Il processo, chiamato a giudicare di vicende così emotivamente devastanti, è, al contrario, un laboratorio scientifico di regole, di eccezioni, di cavilli che non sono perversioni da Azzeccagarbugli ma garanzie contro gli abusi, regole che garantiscono la logicità delle decisioni, strumenti per evitare che i protagonisti del processo operino da vittime dell’impulso e dell’emozione invece che da algidi tecnici. La toga rappresenta, metaforicamente, proprio questo: la necessità di far trionfare il diritto, cioè dire la scienza giuridica. L’errore cognitivo che “stacca” il ragionamento giuridico, per offrirsi all’impulso della sola general-prevenzione e quindi la necessità di ristabilire l’ordine e soddisfare la collettività con la sua “sete di giustizia” è manifestazione della “pop justice” e dunque del prodotto giudiziario “per la collettività”, come le opere pop, rispetto a quelle della tradizione, sono nate per essere trasfuse nei manifesti e nei posters, alla portata di tutti e per tutti.
Il diritto tenta di cautelarsi contro questo rischio attraverso la “rimessione del processo” che impone lo spostamento del luogo dell’udienza quando le condizioni ambientali non consentono un giudizio sereno. E’ del tutto evidente la difficoltà di capire quando il processo travalichi così tanto nel “pop” da incidere sulla terzietà del giudice.
Ancora una riflessione sul caso Bossetti: quanti possono comprendere l’anomalia di quella prova del Dna ritrovata sull’indumento intimo di Yara e quanto, proprio quella dislocazione della traccia sul suo indumento diviene una rappresentazione estetica capace di portare a errori di prospettiva rispetto al migliore giudizio (va ricordato che altre tracce genetiche di soggetti non identificati sono state trovate altrove ma ad esse non è stata data importanza). Com’è possibile che il Tribunale di Brescia abbia, durante l’indagine, dichiarato che è necessario fare chiarezza su quella prova e la Corte di Assise di Bergamo abbia potuto bypassare questa indicazione ritenendo quell’indizio “preciso”, oltre che “grave” e quindi pienamente capace di provare la colpevolezza di Bossetti?.
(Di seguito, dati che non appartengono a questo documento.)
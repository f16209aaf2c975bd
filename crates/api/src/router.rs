//! Shared application router builder.
//!
//! Provides [`build_app_router`] so both the production binary (`main.rs`)
//! and integration tests (`tests/common/mod.rs`) use the exact same middleware
//! stack.

use std::time::Duration;

use axum::http::header::{AUTHORIZATION, CONTENT_TYPE};
use axum::http::{HeaderName, HeaderValue, Method, StatusCode};
use axum::Router;
use tower_http::catch_panic::CatchPanicLayer;
use tower_http::cors::CorsLayer;
use tower_http::request_id::{MakeRequestUuid, PropagateRequestIdLayer, SetRequestIdLayer};
use tower_http::timeout::TimeoutLayer;
use tower_http::trace::{DefaultMakeSpan, DefaultOnResponse, TraceLayer};
use tracing::Level;

use crate::config::{ConfigError, ServerConfig};
use crate::routes;
use crate::state::AppState;

/// Build the full application [`Router`] with all middleware layers.
///
/// The middleware stack is applied bottom-up:
///
/// 1. CORS
/// 2. Set request ID on incoming requests
/// 3. Structured request/response tracing
/// 4. Propagate request ID to response
/// 5. Request timeout
/// 6. Panic recovery (catch panics, return 500)
pub fn build_app_router(state: AppState) -> Result<Router, ConfigError> {
    let config = state.config.clone();
    let cors = build_cors_layer(&config)?;
    let request_id_header = HeaderName::from_static("x-request-id");

    Ok(Router::new()
        // Health check at root level (not under /api/v1).
        .merge(routes::health::router())
        .nest("/api/v1", routes::api_routes())
        .layer(CatchPanicLayer::new())
        .layer(TimeoutLayer::with_status_code(
            StatusCode::REQUEST_TIMEOUT,
            Duration::from_secs(config.request_timeout_secs),
        ))
        .layer(PropagateRequestIdLayer::new(request_id_header.clone()))
        .layer(
            TraceLayer::new_for_http()
                .make_span_with(DefaultMakeSpan::new().level(Level::INFO))
                .on_response(DefaultOnResponse::new().level(Level::INFO)),
        )
        .layer(SetRequestIdLayer::new(request_id_header, MakeRequestUuid))
        .layer(cors)
        .with_state(state))
}

/// Build the CORS middleware layer from server configuration.
///
/// An unparsable origin is a configuration error, reported at startup.
pub fn build_cors_layer(config: &ServerConfig) -> Result<CorsLayer, ConfigError> {
    let origins = config
        .cors_origins
        .iter()
        .map(|o| {
            o.parse::<HeaderValue>().map_err(|e| ConfigError::Invalid {
                name: "CORS_ORIGINS",
                reason: format!("'{o}': {e}"),
            })
        })
        .collect::<Result<Vec<_>, _>>()?;

    Ok(CorsLayer::new()
        .allow_origin(origins)
        .allow_methods([Method::GET, Method::POST, Method::PUT])
        .allow_headers([CONTENT_TYPE, AUTHORIZATION])
        .allow_credentials(true)
        .max_age(Duration::from_secs(3600)))
}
I giudici di Brescia si sono espressi in base ad una valutazione tecnica, che esigeva persino meno approfondito (perché la fase processuale era diversa) rispetto a quella del primo grado; eppure hanno stigmatizzato quella prova, dando le indicazioni, in diritto, di come rimediare al dubbio. Senza il rimedio suggerito, quel dubbio resta, come un macigno sul futuro del processo. In linguaggio giuridico il dubbio sulla prova si chiama “ragionevole dubbio” e porta all’assoluzione. Io credo che il processo, anche quello contro Bossetti, viva e sia vissuto di questa doppia natura, una tecnica, complessa e scientifica, l’altra emotiva, passionale, general-preventiva e sociale. Tutta la vita vive di questa dicotomia, anche il diritto. Lo ha spiegato al mondo il grande filosofo Nietzsche nella sua opera “La nascita della tragedia” laddove ha raccontato dell’eterna lotta tra lo “spirito apollineo” e lo “spirito dionisiaco”, dove il primo rappresenta la perfezione delle forme, l’armonia, la logica ed il secondo la passione, l’emotività, l’irrazionale. Il processo è come l’arte, deve trovare l’equilibrio tra il diritto apollineo e la società dionisiaca, tra il giudice apollineo e il coro (la pubblica opinione) dionisiaca. La vicenda di Bossetti è anche questo e forse, proprio per questo, appassiona la gente (il coro della tragedia greca).